Careful Words

precious (adv.)

precious (adj.)

Let none admire

That riches grow in hell: that soil may best

Deserve the precious bane.

John Milton (1608-1674): Paradise Lost. Book i. Line 690.

  Precious in the sight of the Lord is the death of his saints.

Old Testament: Psalm cxvi. 15.

Nature is fine in love, and where 't is fine,

It sends some precious instance of itself

After the thing it loves.

William Shakespeare (1564-1616): Hamlet. Act iv. Sc. 5.

Sweet are the uses of adversity,

Which like the toad, ugly and venomous,

Wears yet a precious jewel in his head;

And this our life, exempt from public haunt,

Finds tongues in trees, books in the running brooks,

Sermons in stones, and good in every thing.

William Shakespeare (1564-1616): As You Like It. Act ii. Sc. 1.

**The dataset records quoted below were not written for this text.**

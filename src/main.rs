//! Terminal runner (default binary).
//!
//! Two modes, chosen by `STACKFALL_HEADLESS`:
//! - terminal: crossterm input, framebuffer view, one `step()` per tick
//! - headless: no input, the board is printed as text after every gravity step

use std::time::{Duration, Instant};

use anyhow::Result;
use crossterm::event::{self, Event, KeyEventKind};

use stackfall::core::Engine;
use stackfall::input::{map_control, map_key, should_quit, Control, RepeatHandler};
use stackfall::term::{FrameBuffer, GameView, Palette, TerminalRenderer, Viewport};
use stackfall::Config;

/// Why the runner stopped.
#[derive(Debug, Clone, Copy, PartialEq, Eq)]
enum Exit {
    Quit,
    GameOver,
    TickLimit,
}

impl Exit {
    fn as_str(self) -> &'static str {
        match self {
            Exit::Quit => "quit",
            Exit::GameOver => "game over",
            Exit::TickLimit => "tick limit reached",
        }
    }
}

fn main() -> Result<()> {
    let config = Config::from_env();

    let (engine, exit) = if config.headless {
        run_headless(&config)
    } else {
        let mut term = TerminalRenderer::new();
        term.enter()?;
        let result = run(&mut term, &config);
        // Always try to restore terminal state.
        let _ = term.exit();
        result?
    };

    eprintln!(
        "[stackfall] seed={} tick_ms={} headless={}",
        engine.seed(),
        config.tick_ms,
        config.headless
    );
    eprintln!(
        "[stackfall] {}: score={} level={} lines={} ticks={}",
        exit.as_str(),
        engine.score(),
        engine.level(),
        engine.lines(),
        engine.ticks()
    );
    Ok(())
}

fn run(term: &mut TerminalRenderer, config: &Config) -> Result<(Engine, Exit)> {
    let mut seed = config.seed;
    let mut engine = Engine::new(seed);
    let mut palette = Palette::new(seed);
    let mut input = RepeatHandler::new();
    let view = GameView::default();
    let mut fb = FrameBuffer::new(0, 0);

    let tick = Duration::from_millis(config.tick_ms as u64);
    let mut last_tick = Instant::now();
    let mut paused = false;

    loop {
        // Render.
        let snap = engine.snapshot();
        palette.sync(&snap);
        let (w, h) = crossterm::terminal::size().unwrap_or((80, 24));
        view.render_into(&snap, &palette, paused, Viewport::new(w, h), &mut fb);
        term.draw_swap(&mut fb)?;

        // Input with timeout until next tick.
        let timeout = tick.saturating_sub(last_tick.elapsed());
        if event::poll(timeout)? {
            match event::read()? {
                Event::Key(key) => match key.kind {
                    KeyEventKind::Press => {
                        if should_quit(key) {
                            return Ok((engine, Exit::Quit));
                        }
                        match map_control(key) {
                            Some(Control::Pause) => paused = !paused,
                            Some(Control::Restart) => {
                                seed = seed.wrapping_add(1);
                                engine = Engine::new(seed);
                                palette.clear();
                                input.reset();
                                paused = false;
                            }
                            None if paused || map_key(key).is_none() => {}
                            None => {
                                if let Some(cmd) = input.handle_key_press(key.code) {
                                    engine.enqueue_command(cmd);
                                }
                            }
                        }
                    }
                    // The repeat handler produces its own repeats.
                    KeyEventKind::Repeat => {}
                    KeyEventKind::Release => input.handle_key_release(key.code),
                },
                Event::Resize(_, _) => term.invalidate(),
                _ => {}
            }
        }

        // Tick.
        if last_tick.elapsed() >= tick {
            last_tick = Instant::now();
            let repeats = input.update(config.tick_ms);
            if paused {
                continue;
            }
            for cmd in repeats {
                engine.enqueue_command(cmd);
            }
            engine.step();
        }
    }
}

fn run_headless(config: &Config) -> (Engine, Exit) {
    let mut engine = Engine::new(config.seed);
    let mut last_printed = None;

    loop {
        if engine.is_game_over() {
            return (engine, Exit::GameOver);
        }
        if config.max_ticks > 0 && engine.ticks() >= config.max_ticks {
            return (engine, Exit::TickLimit);
        }
        engine.step();

        // One picture per visible change of the falling piece or the stack
        let key = (engine.active().map(|c| c.anchor), engine.board().occupied());
        if last_printed != Some(key) {
            last_printed = Some(key);
            println!(
                "tick {} | {} | score {} level {} lines {}",
                engine.ticks(),
                engine.phase().as_str(),
                engine.score(),
                engine.level(),
                engine.lines()
            );
            println!("{}", engine.board());
        }
    }
}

  A good book is the precious life-blood of a master-spirit, embalmed and treasured up on purpose to a life beyond life.

John Milton (1608-1674): Areopagitica.

Another tumble! That's his precious nose!

Thomas Hood (1798-1845): Parental Ode to my Infant Son.

  Virtue is like precious odours,—most fragrant when they are incensed or crushed.

William Shakespeare (1564-1616): Of Adversity.

  A good name is better than precious ointment.

Old Testament: Ecclesiastes vii. 1.

It adds a precious seeing to the eye.

William Shakespeare (1564-1616): Love's Labour's Lost. Act iv. Sc. 3.

  Would you damn your precious soul?

Martin Luther (1483-1546): Works. Book iv. Chap. liv.

  A gift is as a precious stone in the eyes of him that hath it.

Old Testament: Proverbs xvii. 8.

This royal throne of kings, this sceptred isle,

This earth of majesty, this seat of Mars,

This other Eden, demi-paradise,

This fortress built by Nature for herself

Against infection and the hand of war,

This happy breed of men, this little world,

This precious stone set in the silver sea,

Which serves it in the office of a wall

Or as a moat defensive to a house,

Against the envy of less happier lands,—

This blessed plot, this earth, this realm, this England.

William Shakespeare (1564-1616): King Richard II. Act ii. Sc. 1.

I cannot but remember such things were,

That were most precious to me.

William Shakespeare (1564-1616): Macbeth. Act iv. Sc. 3.

He that is strucken blind cannot forget

The precious treasure of his eyesight lost.

William Shakespeare (1564-1616): Romeo and Juliet. Act i. Sc. 1.

For truth is precious and divine,—

Too rich a pearl for carnal swine.

Samuel Butler (1600-1680): Hudibras. Part ii. Canto ii. Line 257.